NagiosXI Server High Load

Post by Satyam »

Dear Support Team,

We have been running NagiosXI from a year to monitor our entire IT infrastructure which typically has many windows servers(NT, 2003, 2007), Exchange Servers, AD Servers, SCCM servers, Sharepoint Servers, ESX Servers & Several VM instances, many Unix servers (different flavours-HPUX, RHEL, AIX), Oracle and MSSQL Database servers, many website URLS & Portals, Network devices like Cisco Routers, Switches & Network Links and some storage boxes like EMC Clarion.

Infrastructure Details
Total Servers(Windows+Unix) : 489 (includes all - oracle, msssql, exchange, AD, SCCM, Sharepoint, SAP, ESX, VMs etc.)
Total URLs : 53
Routers : 167
Switches : 73
Network Links : 305 (as ICMP Ping Service)
Storage Devices : 11


Monitoring Checks Statistics
In total we have :-

794 active host checks
7922 active service checks

Server Statistics
All these we are doing with a single instance of NagiosXI on a VM host running CentOS 5.6 and with 4 Cores CPU & 8 GB of RAM.

Tweaks & Performance Enhancement Steps Done
1. I am already using the all large installation tweaks as given in the nagios & XI documents.
2. Offloaded MySQL to other VM instance running CentOS.
3. Enabling rrdcache already done.
4. Using a ramdisk - Not feasible for us.
5. Using gearmand to distribute all network host & service checks to an another server (all network host & service checks using SNMP executing from here and results submitted back to main NagiosXI server).

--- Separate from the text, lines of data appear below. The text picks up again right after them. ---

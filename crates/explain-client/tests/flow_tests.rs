//! Coordinator flow tests: cache check, confirmation, request outcomes.

use explain_client::error::ApiError;
use explain_client::page::Region;
use explain_client::types::{ExplainStatus, FlowState, Severity, UiEvent};
use explain_client::ExplainCoordinator;
use explain_test_utils::{
    explain_malformed, explain_success, explain_with_status, test_context, CollectingNotifier,
    FakePage, ScriptedApi,
};
use pretty_assertions::assert_eq;

fn coordinator(
    api: ScriptedApi,
) -> ExplainCoordinator<FakePage, ScriptedApi, CollectingNotifier> {
    ExplainCoordinator::new(
        FakePage::console(test_context()),
        api,
        CollectingNotifier::new(),
    )
}

#[tokio::test]
async fn cache_miss_issues_single_fresh_request() {
    let api = ScriptedApi::new()
        .with_cache_miss()
        .with_explain(Ok(explain_success("Root cause: OOM", "OpenAI")));
    let mut coord = coordinator(api);

    coord.handle_event(UiEvent::ExplainClicked).await;

    assert_eq!(coord.api().explain_call_flags(), vec![false]);
    assert_eq!(coord.state(), FlowState::Idle);

    let page = coord.page();
    assert_eq!(page.content, "Root cause: OOM");
    assert!(page.title.contains("OpenAI"));
    assert!(page.is_visible(Region::Container));
    assert!(page.is_visible(Region::Content));
    assert!(!page.is_visible(Region::Spinner));
}

#[tokio::test]
async fn cache_hit_shows_dialog_and_hides_container() {
    let api = ScriptedApi::new().with_cache_hit("2024-05-01 10:15:00");
    let mut coord = coordinator(api);

    coord.handle_event(UiEvent::ExplainClicked).await;

    assert_eq!(coord.state(), FlowState::AwaitingConfirmation);
    let page = coord.page();
    assert!(page.is_visible(Region::ConfirmDialog));
    assert!(!page.is_visible(Region::Container));
    assert_eq!(page.confirm_timestamp, "2024-05-01 10:15:00");
    assert!(coord.api().explain_call_flags().is_empty());
}

#[tokio::test]
async fn generate_new_forces_request_and_clears_prior_content() {
    let api = ScriptedApi::new()
        .with_cache_hit("2024-05-01 10:15:00")
        .with_explain(Ok(explain_success("fresh explanation", "OpenAI")));
    let mut coord = coordinator(api);

    coord.handle_event(UiEvent::ExplainClicked).await;
    coord.handle_event(UiEvent::ConfirmGenerateNew).await;

    assert_eq!(coord.api().explain_call_flags(), vec![true]);
    let page = coord.page();
    assert_eq!(page.content_clears, 1);
    assert!(!page.is_visible(Region::ConfirmDialog));
    assert_eq!(page.content, "fresh explanation");
}

#[tokio::test]
async fn view_existing_issues_nonforced_request() {
    let api = ScriptedApi::new()
        .with_cache_hit("2024-05-01 10:15:00")
        .with_explain(Ok(explain_success("cached explanation", "OpenAI")));
    let mut coord = coordinator(api);

    coord.handle_event(UiEvent::ExplainClicked).await;
    coord.handle_event(UiEvent::ConfirmViewExisting).await;

    assert_eq!(coord.api().explain_call_flags(), vec![false]);
    let page = coord.page();
    assert!(!page.is_visible(Region::ConfirmDialog));
    assert_eq!(page.content_clears, 0);
    assert_eq!(page.content, "cached explanation");
}

#[tokio::test]
async fn cancel_issues_no_request_and_leaves_container_hidden() {
    let api = ScriptedApi::new().with_cache_hit("2024-05-01 10:15:00");
    let mut coord = coordinator(api);

    coord.handle_event(UiEvent::ExplainClicked).await;
    coord.handle_event(UiEvent::ConfirmCancel).await;

    assert!(coord.api().explain_call_flags().is_empty());
    assert_eq!(coord.state(), FlowState::Idle);
    let page = coord.page();
    assert!(!page.is_visible(Region::ConfirmDialog));
    assert!(!page.is_visible(Region::Container));
}

#[tokio::test]
async fn cache_check_failure_falls_back_to_fresh_request() {
    let api = ScriptedApi::new()
        .with_cache_check(Err(ApiError::Status(500)))
        .with_explain(Ok(explain_success("explanation", "OpenAI")));
    let mut coord = coordinator(api);

    coord.handle_event(UiEvent::ExplainClicked).await;

    assert_eq!(coord.api().explain_call_flags(), vec![false]);
    // No confirmation dialog on the fallback path.
    assert!(!coord.page().is_visible(Region::ConfirmDialog));
    assert!(coord.page().confirm_timestamp.is_empty());
}

#[tokio::test]
async fn http_failure_with_error_body_notifies_and_hides_container() {
    let api = ScriptedApi::new().with_cache_miss().with_explain(Ok(
        explain_with_status(false, ExplainStatus::Error, "Provider unavailable", "OpenAI"),
    ));
    let mut coord = coordinator(api);

    coord.handle_event(UiEvent::ExplainClicked).await;

    let messages = &coord.notifier().messages;
    assert_eq!(
        messages,
        &vec![
            ("Explain failed".to_string(), Severity::Error),
            ("Provider unavailable".to_string(), Severity::Error),
        ]
    );
    assert!(!coord.page().is_visible(Region::Container));
    assert_eq!(coord.state(), FlowState::Idle);
}

#[tokio::test]
async fn warning_status_notifies_and_hides_container() {
    let api = ScriptedApi::new().with_cache_miss().with_explain(Ok(
        explain_with_status(true, ExplainStatus::Warning, "explanation disabled", ""),
    ));
    let mut coord = coordinator(api);

    coord.handle_event(UiEvent::ExplainClicked).await;

    assert_eq!(
        coord.notifier().messages,
        vec![("explanation disabled".to_string(), Severity::Warning)]
    );
    assert!(!coord.page().is_visible(Region::Container));
}

#[tokio::test]
async fn malformed_body_surfaces_the_caught_error() {
    let api = ScriptedApi::new()
        .with_cache_miss()
        .with_explain(Ok(explain_malformed(true)));
    let mut coord = coordinator(api);

    coord.handle_event(UiEvent::ExplainClicked).await;

    let messages = &coord.notifier().messages;
    assert_eq!(messages.len(), 1);
    assert!(messages[0].0.starts_with("Error:"));
    assert_eq!(messages[0].1, Severity::Error);
    assert_eq!(coord.state(), FlowState::Idle);
}

#[tokio::test]
async fn request_failure_notifies_and_returns_to_idle() {
    let api = ScriptedApi::new()
        .with_cache_miss()
        .with_explain(Err(ApiError::Status(503)));
    let mut coord = coordinator(api);

    coord.handle_event(UiEvent::ExplainClicked).await;

    let messages = &coord.notifier().messages;
    assert_eq!(messages.len(), 1);
    assert!(messages[0].0.starts_with("Error:"));
    assert_eq!(coord.state(), FlowState::Idle);
}

#[tokio::test]
async fn second_activation_while_awaiting_confirmation_is_ignored() {
    let api = ScriptedApi::new().with_cache_hit("2024-05-01 10:15:00");
    let mut coord = coordinator(api);

    coord.handle_event(UiEvent::ExplainClicked).await;
    // Would panic on a second unscripted cache check if the guard failed.
    coord.handle_event(UiEvent::ExplainClicked).await;

    assert_eq!(*coord.api().cache_calls.lock().unwrap(), 1);
    assert_eq!(coord.state(), FlowState::AwaitingConfirmation);
}

#[tokio::test]
async fn confirmation_events_outside_dialog_are_ignored() {
    let api = ScriptedApi::new();
    let mut coord = coordinator(api);

    coord.handle_event(UiEvent::ConfirmGenerateNew).await;
    coord.handle_event(UiEvent::ConfirmViewExisting).await;
    coord.handle_event(UiEvent::ConfirmCancel).await;

    assert!(coord.api().explain_call_flags().is_empty());
    assert_eq!(coord.state(), FlowState::Idle);
    assert_eq!(coord.page().mutations, 0);
}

Additional Burden on NagiosXI Server
Apart from these I am also running snmptrapd & snmptt demon to get traps from network devices and show it in passive check results.

NagiosXI Server Load Statistics
Irrespective of all these I am facing a high load on my main NagiosXI server.
Host Check Latency (avg.) : 3000 secs (approx.)
Service Check Latency (avg.) : 3000 secs (approx.)

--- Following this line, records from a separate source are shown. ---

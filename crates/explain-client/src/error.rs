//! Error types for the explain-error client
//!
//! Failures split into two families:
//! - [`ApiError`]: anything that goes wrong talking to the backend action.
//!   Most call sites recover locally (fail open, treat as cache miss) and
//!   surface nothing worse than a banner notification.
//! - [`SessionError`]: page-session wiring failures.

/// Errors from the backend HTTP endpoints.
#[derive(Debug, thiserror::Error)]
pub enum ApiError {
    /// Request never produced a response (connection refused, timeout, ...).
    #[error("transport failure: {0}")]
    Transport(#[from] reqwest::Error),

    /// Response arrived with a non-success HTTP status.
    #[error("unexpected http status: {0}")]
    Status(u16),

    /// Response body was not the expected JSON shape.
    #[error("malformed response body: {0}")]
    MalformedBody(#[from] serde_json::Error),

    /// Endpoint URL could not be derived from the page context.
    #[error("invalid endpoint url: {0}")]
    InvalidEndpoint(#[from] url::ParseError),
}

impl ApiError {
    /// Whether the failure is transient and safe to recover from locally.
    ///
    /// Transient failures fall back to the safest default (assume the run
    /// completed, assume a cache miss) instead of reaching the user.
    #[inline]
    #[must_use]
    pub fn is_transient(&self) -> bool {
        matches!(self, Self::Transport(_) | Self::Status(_))
    }
}

/// Errors from page-session wiring.
#[derive(Debug, thiserror::Error)]
pub enum SessionError {
    /// The host dropped the UI event channel while the session was live.
    #[error("ui event channel closed")]
    ChannelClosed,
}

#[cfg(test)]
mod tests {
    use super::*;

    #[test]
    fn api_error_display() {
        let err = ApiError::Status(503);
        assert!(err.to_string().contains("503"));
    }

    #[test]
    fn transience_classification() {
        assert!(ApiError::Status(500).is_transient());

        let parse = serde_json::from_str::<serde_json::Value>("{").unwrap_err();
        assert!(!ApiError::MalformedBody(parse).is_transient());
    }
}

NagiosXI Server Load Average : 15 14 15 (1,5,15 minutes load)
CpuSystem Utilization %age remains around 80% constantly.
Average Memory Utilization is around 6 GB out of total 8 GB.


Please suggest how I can optimize more and maximize my NagiosXI server performance for zero-risk monitoring with lowest host & service check latency for pro-active incident/problem detection.

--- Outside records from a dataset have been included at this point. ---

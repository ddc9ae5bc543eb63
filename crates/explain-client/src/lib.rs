//! explain-client - CI console "explain this failure" orchestration
//!
//! Client-side state machine for offering an AI-generated explanation of
//! a failed job run:
//! - Polls build status and injects the action control exactly once
//! - Checks for a cached explanation and confirms overwrite with the user
//! - Issues the explain request (fresh or forced) and renders the outcome
//!
//! The backend provider, server-side caching, page markup, and CSRF
//! minting are external collaborators consumed through the [`ExplainApi`],
//! [`PageSurface`], [`Notifier`], and [`CrumbSource`] seams.
//!
//! # Example
//!
//! ```rust,ignore
//! use explain_client::prelude::*;
//! use std::sync::Arc;
//!
//! # async fn example(page: impl PageSurface, notifier: impl Notifier) -> Result<(), Box<dyn std::error::Error>> {
//! let ctx = page.context().clone();
//! let api = HttpExplainApi::new(&ctx, Arc::new(StaticCrumb::new("Jenkins-Crumb", "...")))?;
//! let (mut session, handle) = PageSession::new(page, api, notifier, SessionConfig::new());
//!
//! // Host bindings: handle.send(UiEvent::ExplainClicked), handle.cancel() on navigation.
//! session.run().await?;
//! # Ok(())
//! # }
//! ```

#![warn(unreachable_pub)]

pub mod api;
pub mod confirm;
pub mod coordinator;
pub mod error;
pub mod inject;
pub mod page;
pub mod poll;
pub mod present;
pub mod session;
pub mod types;

// Re-exports for convenience
pub use api::{CrumbSource, ExplainApi, ExplainResponse, HttpExplainApi, StaticCrumb};
pub use coordinator::ExplainCoordinator;
pub use error::{ApiError, SessionError};
pub use inject::{inject_button, InjectOutcome};
pub use page::{is_console_path, ButtonSpec, InsertionPoint, Notifier, PageSurface, Region};
pub use poll::poll_build_status;
pub use session::{PageSession, SessionConfig, SessionHandle};
pub use types::{
    BuildStatus, CachedExplanation, ExplainStatus, ExplanationResult, FlowState, PageContext,
    Severity, UiEvent,
};

/// Prelude module for common imports
pub mod prelude {
    //! Common imports for embedding the explain-error client
    pub use crate::{
        BuildStatus, ExplainApi, ExplainCoordinator, FlowState, HttpExplainApi, Notifier,
        PageContext, PageSession, PageSurface, SessionConfig, SessionHandle, Severity, StaticCrumb,
        UiEvent,
    };
}

/// Version of this crate
pub const VERSION: &str = env!("CARGO_PKG_VERSION");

I have one more point in my mind can we offload the NPCD process for performance graphing to the other server, as it can save some critical load. Please share the steps if it can be done.
Thanks,
Sattanathan.S
mguthrie
Posts: 4380
Joined: Mon Jun 14, 2010 10:21 am

Re: NagiosXI Server High Load

Post by mguthrie »

If its feasible for you to do, I would consider moving to a physical hardware box. I think you're running into the limitations of a VM with it having to share a physical disk and CPU. If that's not an option right now, I would strongly recommend implementing the RAM disks for at least the status file and the check results.